Cos'è il Software Libero?
La filosofia del Software Libero trae le proprie origini dall'idea del libero scambio della conoscenza e del pensiero che può essere tradizionalmente trovata nel campo scientifico. Proprio come le idee, i programmi non sono tangibili e possono essere copiati senza costi. Scambiarseli è la base di un processo evoluzionistico che alimenta lo sviluppo del pensiero.
Nei primi anni ottanta, Richard M. Stallman fu il primo a riuscire a formalizzare questa filosofia per il software nella forma di quattro libertà.
- Libertà 0:
-
La libertà di eseguire il programma, per qualsiasi scopo.
- Libertà 1:
-
La libertà di studiare come funziona il programma, e di adattarlo alle proprie esigenze.
- Libertà 2:
-
La libertà di redistribuirne copie.
- Libertà 3:
-
La libertà di migliorare il programma, e rilasciare le proprie migliorie al pubblico, così che l'intera comunità ne abbia beneficio.
Il software che segue questi quattro principi è chiamato "Software Libero". Troverete informazioni dettagliate nella Definizione di Software Libero.
Per supportare e realizzare ciò, Richard M. Stallman ha creato la "Free Software Foundation" nel 1984 e ha varato il Progetto GNU. La licenza del Progetto GNU, la GNU General Public License, non solo garantisce le quattro libertà descritte sopra, ma le protegge anche. Specialmente a causa di questa protezione la GPL è la licenza più usata per il Software Libero al giorno d'oggi.
Oltre alla GPL ci sono molte altre licenze che garantiscono queste libertà e quindi si qualificano come licenze di Software Libero.

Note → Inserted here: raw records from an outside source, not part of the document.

//! Normalization of raw upstream payloads into the canonical model.
//!
//! One function per metric family, each pure: raw shapes (plus explicit
//! defaults for the parts the API does not provide yet) in, canonical
//! types out. Upstream schema drift stays behind this seam.

use std::collections::BTreeSet;

use chrono::NaiveDate;
use domain::{
    engagement_rate, AnalyticsData, ConversionMetrics, CtaActionCount, MetricWithChange,
    MetricWithTimeSeries, Period, PerStoreMetrics, RevenueMetrics, SummaryMetrics,
    TimeSeriesPoint, VideoAnalytics, VideoSourceMetrics, WidgetTypeCount, WidgetUsageMetrics,
    TOP_VIDEOS_LIMIT,
};

use crate::error::AnalyticsError;
use crate::upstream::{
    RawCtaActions, RawLayoutBreakdown, RawPlatformCounts, RawRevenue, RawSeriesMetric,
    RawShopStats, RawTimeSeriesPoint, RawVideo, RawVideosResponse, RawWidgetsResponse,
};

/// Which merchant-count divisor the per-merchant averages use.
#[derive(Debug, Clone, Copy, PartialEq, Eq)]
pub enum Scope {
    /// Divisor comes from the upstream merchant count (default 1).
    AllStores,
    /// Divisor is fixed at 1: the averages equal the totals.
    PerStore,
}

// ============================================================================
// Video Source
// ============================================================================

/// Platform counts with missing fields defaulted to zero. An explicit
/// upstream total wins over the derived sum.
pub fn video_source(counts: &RawPlatformCounts) -> VideoSourceMetrics {
    match counts.total {
        Some(total) => {
            VideoSourceMetrics::with_total(counts.tiktok, counts.instagram, counts.upload, total)
        }
        None => VideoSourceMetrics::from_counts(counts.tiktok, counts.instagram, counts.upload),
    }
}

// ============================================================================
// Widget Usage
// ============================================================================

/// Display labels for known CTA action ids. Unknown ids pass through
/// verbatim so newly added actions stay visible instead of being dropped.
fn cta_label(id: &str) -> &str {
    match id {
        "product-page" => "Open product detail page",
        "product-modal" => "Show product detail within the modal",
        "add-to-cart" => "Add to cart (no page change)",
        "cart-page" => "Add to cart and open cart page",
        other => other,
    }
}

/// Layout tallies as an ordered label list, filtered to count > 0.
pub fn widget_types(breakdown: &RawLayoutBreakdown) -> Vec<WidgetTypeCount> {
    [
        ("Basic carousel", breakdown.basic_carousel),
        ("Highlighted carousel", breakdown.highlighted_carousel),
        ("Grid", breakdown.grid),
        ("Float", breakdown.float),
        ("Story", breakdown.story),
        ("List", breakdown.list),
    ]
    .into_iter()
    .filter(|(_, count)| *count > 0)
    .map(|(label, count)| WidgetTypeCount::new(label, count))
    .collect()
}

/// CTA tallies over the union of the desktop and mobile key sets.
/// Actions with a zero combined total are excluded.
pub fn cta_actions(raw: &RawCtaActions) -> Vec<CtaActionCount> {
    let keys: BTreeSet<&str> = raw
        .desktop
        .keys()
        .chain(raw.mobile.keys())
        .map(String::as_str)
        .collect();

    keys.into_iter()
        .filter_map(|key| {
            let desktop = raw.desktop.get(key).copied().unwrap_or(0);
            let mobile = raw.mobile.get(key).copied().unwrap_or(0);
            if desktop + mobile > 0 {
                Some(CtaActionCount::new(cta_label(key), desktop, mobile))
            } else {
                None
            }
        })
        .collect()
}

/// Widget usage for either scope.
///
/// All-stores responses must carry a layout breakdown; a per-store
/// response without one is treated as a store with no widgets.
pub fn widget_usage(
    raw: &RawWidgetsResponse,
    scope: Scope,
) -> Result<WidgetUsageMetrics, AnalyticsError> {
    let breakdown = match (raw.layout_breakdown, scope) {
        (Some(breakdown), _) => breakdown,
        (None, Scope::PerStore) => RawLayoutBreakdown::default(),
        (None, Scope::AllStores) => {
            return Err(AnalyticsError::InvalidResponse(
                "missing layoutBreakdown in widgets response".to_string(),
            ))
        }
    };

    let total_widgets = raw.total_widgets.or(raw.active_widgets).unwrap_or(0);
    let active_widgets = raw.active_widgets.unwrap_or(total_widgets);

    let merchants = match scope {
        Scope::PerStore => 1,
        Scope::AllStores => raw.total_active_merchants.unwrap_or(1).max(1),
    };

    Ok(WidgetUsageMetrics {
        widget_types: widget_types(&breakdown),
        avg_widgets_per_merchant: total_widgets as f64 / merchants as f64,
        avg_active_widgets_per_merchant: active_widgets as f64 / merchants as f64,
        cta_actions: raw.cta_actions.as_ref().map(cta_actions).unwrap_or_default(),
        product_pages_count: raw.product_pages_count,
        other_pages_count: raw.other_pages_count,
    })
}

// ============================================================================
// Time Series
// ============================================================================

/// Parse raw series buckets, dropping entries without a parseable date
/// or a numeric value.
pub fn time_series(points: &[RawTimeSeriesPoint]) -> Vec<TimeSeriesPoint> {
    points
        .iter()
        .filter_map(|point| {
            let date = NaiveDate::parse_from_str(point.date.as_deref()?, "%Y-%m-%d").ok()?;
            Some(TimeSeriesPoint::new(date, point.value?))
        })
        .collect()
}

// ============================================================================
// Summary & Top Videos
// ============================================================================

/// Summary KPIs from video totals.
///
/// Previous-period values default to the current value until upstream
/// exposes historical comparison data, which renders as a 0% delta.
/// Revenue comes from a different endpoint and is passed in.
pub fn summary_metrics(raw: &RawVideosResponse, revenue: MetricWithChange) -> SummaryMetrics {
    let views = raw.total_views;
    let likes = raw.total_likes;
    let shares = raw.total_shares;
    let engagement = engagement_rate(views, likes, shares);

    let previous_views = raw.previous_views.unwrap_or(views);
    let previous_likes = raw.previous_likes.unwrap_or(likes);
    let previous_shares = raw.previous_shares.unwrap_or(shares);
    let previous_engagement = raw.previous_engagement_rate.unwrap_or(engagement);

    SummaryMetrics {
        total_views: MetricWithChange::from_previous(views as f64, previous_views as f64),
        total_likes: MetricWithChange::from_previous(likes as f64, previous_likes as f64),
        total_shares: MetricWithChange::from_previous(shares as f64, previous_shares as f64),
        engagement_rate: MetricWithChange::from_previous(engagement, previous_engagement),
        revenue,
    }
}

fn synthesized_title(video_id: &str) -> String {
    let short: String = video_id.chars().take(8).collect();
    if short.is_empty() {
        "Video Unknown".to_string()
    } else {
        format!("Video {short}")
    }
}

/// Ranked top videos, capped at [`TOP_VIDEOS_LIMIT`].
///
/// Per-video engagement uses the scope-wide total views as denominator so
/// entries are comparable across the table. Missing titles are
/// synthesized from the video id.
pub fn top_videos(videos: Vec<RawVideo>, overall_views: u64) -> Vec<VideoAnalytics> {
    videos
        .into_iter()
        .take(TOP_VIDEOS_LIMIT)
        .map(|video| {
            let title = video
                .title
                .filter(|title| !title.is_empty())
                .unwrap_or_else(|| synthesized_title(&video.video_id));
            VideoAnalytics {
                engagement: engagement_rate(overall_views, video.likes, video.shares),
                video_id: video.video_id,
                title,
                views: video.views,
                likes: video.likes,
                shares: video.shares,
                thumbnail: video.thumbnail,
            }
        })
        .collect()
}

/// The full all-stores analytics bundle.
///
/// The upstream endpoint has no time-series or revenue data yet, so the
/// chart and the revenue KPI come from `defaults`, as does the top-videos
/// table when the response carries none.
pub fn analytics_data(
    raw: RawVideosResponse,
    period: Period,
    defaults: &AnalyticsData,
) -> AnalyticsData {
    let overall_views = raw.total_views;
    let summary = summary_metrics(&raw, defaults.summary.revenue);

    let videos = raw
        .top_videos
        .map(|videos| videos.into_by_views())
        .unwrap_or_default();
    let top = top_videos(videos, overall_views);

    AnalyticsData {
        summary,
        chart_data: defaults.chart_data.clone(),
        top_videos: if top.is_empty() {
            defaults.top_videos.clone()
        } else {
            top
        },
        period,
    }
}

// ============================================================================
// Revenue
// ============================================================================

fn series_metric(raw: &RawSeriesMetric) -> MetricWithTimeSeries {
    MetricWithTimeSeries::new(
        MetricWithChange::from_previous(raw.value, raw.previous_value),
        time_series(&raw.time_series),
    )
}

/// Revenue for both attribution points, falling back side-by-side to the
/// defaults when the upstream omits one.
pub fn revenue_metrics(raw: &RawRevenue, defaults: &RevenueMetrics) -> RevenueMetrics {
    RevenueMetrics {
        in_video: raw
            .in_video
            .as_ref()
            .map(series_metric)
            .unwrap_or_else(|| defaults.in_video.clone()),
        post_video: raw
            .post_video
            .as_ref()
            .map(series_metric)
            .unwrap_or_else(|| defaults.post_video.clone()),
    }
}

// ============================================================================
// Per-Store Bundles
// ============================================================================

/// Replace the base series with an upstream one when a non-empty parseable
/// series arrived on either sibling response.
fn series_override(
    base: &MetricWithTimeSeries,
    primary: Option<&[RawTimeSeriesPoint]>,
    secondary: Option<&[RawTimeSeriesPoint]>,
) -> MetricWithTimeSeries {
    let parsed = primary
        .or(secondary)
        .map(time_series)
        .filter(|series| !series.is_empty());

    match parsed {
        Some(series) => MetricWithTimeSeries {
            time_series: series,
            ..base.clone()
        },
        None => base.clone(),
    }
}

/// Combine the two by-domain sibling responses into a per-store bundle.
///
/// Conversion and revenue KPI values come from `defaults` until dedicated
/// per-store endpoints exist; live time series override the default ones
/// when present.
pub fn per_store_metrics_by_domain(
    domain_name: &str,
    widgets: &RawWidgetsResponse,
    videos: &RawVideosResponse,
    defaults: &PerStoreMetrics,
) -> Result<PerStoreMetrics, AnalyticsError> {
    let summary = summary_metrics(videos, defaults.revenue.total());

    let video_source = video_source(&videos.platform_counts.unwrap_or_default());
    let widget_usage = widget_usage(widgets, Scope::PerStore)?;

    let conversion = ConversionMetrics {
        orders_from_shopvid: series_override(
            &defaults.conversion.orders_from_shopvid,
            videos.orders_time_series.as_deref(),
            widgets.orders_time_series.as_deref(),
        ),
        atc_rate_mobile: series_override(
            &defaults.conversion.atc_rate_mobile,
            videos.atc_rate_mobile_time_series.as_deref(),
            widgets.atc_rate_mobile_time_series.as_deref(),
        ),
        atc_rate_desktop: series_override(
            &defaults.conversion.atc_rate_desktop,
            videos.atc_rate_desktop_time_series.as_deref(),
            widgets.atc_rate_desktop_time_series.as_deref(),
        ),
        cvr: series_override(
            &defaults.conversion.cvr,
            videos.cvr_time_series.as_deref(),
            widgets.cvr_time_series.as_deref(),
        ),
    };

    let revenue = RevenueMetrics {
        in_video: series_override(
            &defaults.revenue.in_video,
            videos.in_video_time_series.as_deref(),
            widgets.in_video_time_series.as_deref(),
        ),
        post_video: series_override(
            &defaults.revenue.post_video,
            videos.post_video_time_series.as_deref(),
            widgets.post_video_time_series.as_deref(),
        ),
    };

    let top = top_videos(
        videos
            .top_videos
            .clone()
            .map(|videos| videos.into_by_views())
            .unwrap_or_default(),
        videos.total_views,
    );

    let store_id = widgets
        .store_id
        .clone()
        .or_else(|| videos.store_id.clone())
        .unwrap_or_else(|| domain_name.to_string());
    let store_name = widgets
        .store_name
        .clone()
        .or_else(|| videos.store_name.clone())
        .unwrap_or_else(|| domain_name.to_string());

    Ok(PerStoreMetrics {
        store_id,
        store_name,
        summary,
        video_source,
        widget_usage,
        conversion,
        revenue,
        top_videos: top,
    })
}

/// Validate and complete a pre-aggregated per-store stats response.
///
/// `videoSource`, `conversion` and `revenue` are required; their absence
/// invalidates the whole response. The remaining sections default from
/// `defaults` when missing.
pub fn per_store_metrics_by_id(
    store_id: &str,
    fallback_name: &str,
    raw: RawShopStats,
    defaults: &PerStoreMetrics,
) -> Result<PerStoreMetrics, AnalyticsError> {
    let missing =
        |key: &str| AnalyticsError::InvalidResponse(format!("missing {key} in per-store stats"));

    let video_source = raw.video_source.ok_or_else(|| missing("videoSource"))?;
    let conversion = raw.conversion.ok_or_else(|| missing("conversion"))?;
    let revenue = raw.revenue.ok_or_else(|| missing("revenue"))?;

    Ok(PerStoreMetrics {
        store_id: store_id.to_string(),
        store_name: raw
            .store_name
            .filter(|name| !name.is_empty())
            .unwrap_or_else(|| fallback_name.to_string()),
        summary: raw.summary.unwrap_or(defaults.summary),
        video_source,
        widget_usage: raw.widget_usage.unwrap_or_else(|| defaults.widget_usage.clone()),
        conversion,
        revenue,
        top_videos: raw
            .top_videos
            .unwrap_or_else(|| defaults.top_videos.clone()),
    })
}

// ============================================================================
// Tests
// ============================================================================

Fra queste merita menzione specialmente la licenza FreeBSD. La più grande differenza con la GPL è che essa non cerca di proteggere la libertà.
Quando si parla di Software Libero, la più comune incomprensione è che si crede che esso debba essere gratis. Non è così: in effetti una grossa parte dei protagonisti del Software Libero lavora nel campo del Software Libero commerciale.
Nel 1998 fu scritta la "Open Source Definition", il cui autore principale è il cittadino Statunitense Bruce Perens. Il suo obiettivo era di descrivere le proprietà tecniche del Software Libero e di servire come documento fondamentale del movimento "Open Source".
La "Open Source Definition" è essa stessa un derivato delle "Debian Free Software Guidelines", che a loro volta derivano dalle quattro libertà accennate sopra. Quindi tutte e tre le definizioni descrivono le stesse licenze; la "GNU General Public License" (GPL) è la licenza principale per tutte queste definizioni.
L'obiettivo auto-dichiarato del movimento Open Source è di essere un programma di marketing per il Software Libero. Si persegue questo scopo togliendo deliberatamente qualsiasi riferimento ai retroscena filosofico e politico, che sono visti come pericolosi per la commercializzazione.
Al contrario, il movimento del Software Libero ha sempre compreso che i retroscena filosofico e politico sono parti essenziali del movimento e una delle sue maggiori risorse.